Esta parábola surge como uma resposta do Mestre a um doutor da lei ao perguntar: quem é o meu próximo? (Lc 10. 30-37). Imaginamos a cena da parábola: um homem que, no caminho entre Jericó e Jerusalém, cai nas mãos de assaltantes que além de roubá-lo o espancaram deixando-o quase morto ao chão. Passam por ali um sacerdote e um levita, ambos, ao verem o homem, atravessam para o outro lado sem prestar socorro à vítima. Porém, um samaritano que passava por ali teve piedade e aproximando-se do ferido, cuidou de prestar os primeiros socorros e depois levou-o para uma hospedaria arcando com a despesa para que melhor fosse cuidado.

 

“Qual destes foi o próximo do homem que caiu nas mãos dos assaltantes?”. O doutor da lei sabia a resposta, porém não a colocava em prática. Ele representava, de certa forma, o sacerdote e o levita que conheciam a Lei humana e divina, mas as praticavam conforme lhes convinham. Eram cegos e negligentes diante de graves situações de injustiças. Em outras palavras, eles conheciam bem as leis, que garantiam justiça aos filhos de Deus, mas não as colocavam em prática. Por outro lado, o samaritano não conhecia as leis de Israel e no entanto não mediu esforços em ajudar o estrangeiro violentado que necessitava de sua ajuda.

 

Em Mateus (5, 13-16), Jesus afirma que os cristãos devem ser sal da terra e luz do mundo, para que suas obras façam diferença na humanidade e o Pai das luzes seja glorificado e o seu Reino seja estabelecido. A vontade de Deus se centraliza em suprir as necessidades dos mais necessitados e excluídos da sociedade. Jesus valoriza os excluídos e mais vulneráveis e afirma que cada um desses, sem lar, sem comida, sem roupa e encarcerados têm o seu próprio rosto (Mt 25).

  

É imprescindível que a igreja exerça um papel de agente de transformação desta realidade, oferecendo serviços de qualidade na área social. Não basta saber das leis, acima delas há uma ética que se volta para a justiça e o amor.

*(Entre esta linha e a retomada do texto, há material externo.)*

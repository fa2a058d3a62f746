//! Bridge config artifact
//!
//! A JSON file the bridge process reads to discover the port and
//! token. Written exactly once at start when enabled, under the
//! platform config dir: `%APPDATA%/gabp/bridge.json` on Windows,
//! `~/Library/Application Support/gabp/bridge.json` on macOS,
//! `~/.config/gabp/bridge.json` on Linux.

use crate::config::ServerConfig;
use chrono::{DateTime, Utc};
use gabp_core::{GabpError, Result};
use serde::{Deserialize, Serialize};
use std::path::{Path, PathBuf};
use tracing::info;

/// Contents of `bridge.json`
#[derive(Debug, Clone, Serialize, Deserialize)]
pub struct BridgeFile {
    pub token: String,
    pub transport: BridgeTransport,
    pub metadata: BridgeMetadata,
}

#[derive(Debug, Clone, Serialize, Deserialize)]
pub struct BridgeTransport {
    #[serde(rename = "type")]
    pub kind: String,
    pub address: String,
}

#[derive(Debug, Clone, Serialize, Deserialize)]
#[serde(rename_all = "camelCase")]
pub struct BridgeMetadata {
    pub pid: u32,
    pub start_time: DateTime<Utc>,
    pub launch_id: String,
}

/// Platform-specific location of `bridge.json`
pub fn default_path() -> Option<PathBuf> {
    dirs::config_dir().map(|dir| dir.join("gabp").join("bridge.json"))
}

/// Write the artifact for a server listening on `port`
pub fn write(config: &ServerConfig, port: u16) -> Result<PathBuf> {
    let path = default_path()
        .ok_or_else(|| GabpError::Internal("No config directory on this platform".into()))?;
    write_to(&path, config, port)?;
    Ok(path)
}

/// Write the artifact to an explicit path
pub fn write_to(path: &Path, config: &ServerConfig, port: u16) -> Result<()> {
    let doc = BridgeFile {
        token: config.token.clone(),
        transport: BridgeTransport {
            kind: "tcp".to_string(),
            address: port.to_string(),
        },
        metadata: BridgeMetadata {
            pid: std::process::id(),
            start_time: Utc::now(),
            launch_id: config.launch_id.clone(),
        },
    };

    if let Some(parent) = path.parent() {
        std::fs::create_dir_all(parent).map_err(|e| {
            GabpError::Internal(format!("Failed to create {}: {}", parent.display(), e))
        })?;
    }
    let bytes = serde_json::to_vec_pretty(&doc)?;
    std::fs::write(path, bytes)
        .map_err(|e| GabpError::Internal(format!("Failed to write {}: {}", path.display(), e)))?;

    info!("Bridge config written to {}", path.display());
    Ok(())
}

#[cfg(test)]
mod tests {
    use super::*;
    use uuid::Uuid;

    #[test]
    fn test_write_and_read_back() {
        let dir = std::env::temp_dir().join(format!("gabp-test-{}", Uuid::new_v4()));
        let path = dir.join("bridge.json");
        let config = ServerConfig {
            token: "T".into(),
            launch_id: "L1".into(),
            ..ServerConfig::default()
        };

        write_to(&path, &config, 4242).unwrap();

        let bytes = std::fs::read(&path).unwrap();
        let doc: BridgeFile = serde_json::from_slice(&bytes).unwrap();
        assert_eq!(doc.token, "T");
        assert_eq!(doc.transport.kind, "tcp");
        assert_eq!(doc.transport.address, "4242");
        assert_eq!(doc.metadata.launch_id, "L1");
        assert_eq!(doc.metadata.pid, std::process::id());

        // wire key names
        let text = String::from_utf8(bytes).unwrap();
        assert!(text.contains("\"type\": \"tcp\""));
        assert!(text.contains("\"startTime\""));
        assert!(text.contains("\"launchId\""));

        std::fs::remove_dir_all(&dir).unwrap();
    }
}
//! Server configuration

use uuid::Uuid;

/// Configuration for a GABP server
#[derive(Debug, Clone)]
pub struct ServerConfig {
    /// Listen port on loopback; 0 picks an ephemeral port
    pub port: u16,
    /// Shared secret the bridge must present in `session/hello`
    pub token: String,
    /// Agent id reported in the handshake welcome
    pub agent_id: String,
    /// Embedding application name
    pub app_name: String,
    /// Embedding application version
    pub app_version: String,
    /// Launch id recorded in the bridge config artifact
    pub launch_id: String,
    /// Write `bridge.json` under the platform config dir at start
    pub write_bridge_config: bool,
}

impl Default for ServerConfig {
    fn default() -> Self {
        Self {
            port: 0,
            token: Uuid::new_v4().to_string(),
            agent_id: "gabp".to_string(),
            app_name: env!("CARGO_PKG_NAME").to_string(),
            app_version: env!("CARGO_PKG_VERSION").to_string(),
            launch_id: Uuid::new_v4().to_string(),
            write_bridge_config: false,
        }
    }
}

impl ServerConfig {
    /// Build a config honoring the externally-supplied environment:
    /// `GABS_GAME_ID` (agent id), `GABP_SERVER_PORT`, `GABP_TOKEN`.
    pub fn from_env() -> Self {
        let mut config = Self::default();

        if let Ok(game_id) = std::env::var("GABS_GAME_ID") {
            if !game_id.is_empty() {
                config.agent_id = game_id;
            }
        }
        if let Ok(port) = std::env::var("GABP_SERVER_PORT") {
            if let Ok(port) = port.trim().parse::<u16>() {
                config.port = port;
            }
        }
        if let Ok(token) = std::env::var("GABP_TOKEN") {
            if !token.is_empty() {
                config.token = token;
            }
        }

        config
    }
}

#[cfg(test)]
mod tests {
    use super::*;

    #[test]
    fn test_defaults() {
        let config = ServerConfig::default();
        assert_eq!(config.port, 0);
        assert!(!config.token.is_empty());
        assert!(!config.write_bridge_config);
    }

    #[test]
    fn test_distinct_tokens() {
        assert_ne!(ServerConfig::default().token, ServerConfig::default().token);
    }
}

Sua responsabilidade de ser sal da terra e luz do mundo pode estar vinculada ao exercício de cidadania. Cada um de nós é chamado a ser o ‘bom samaritano’ que se coloca no lugar daquele que sofre e cuida das suas feridas como se fossem suas. A não omissão diante das injustiças sociais pode ser uma expressão do ensinamento de Jesus que diz: “busca em primeiro o Reino de Deus e sua justiça e tudo mais lhe será acrescentado”.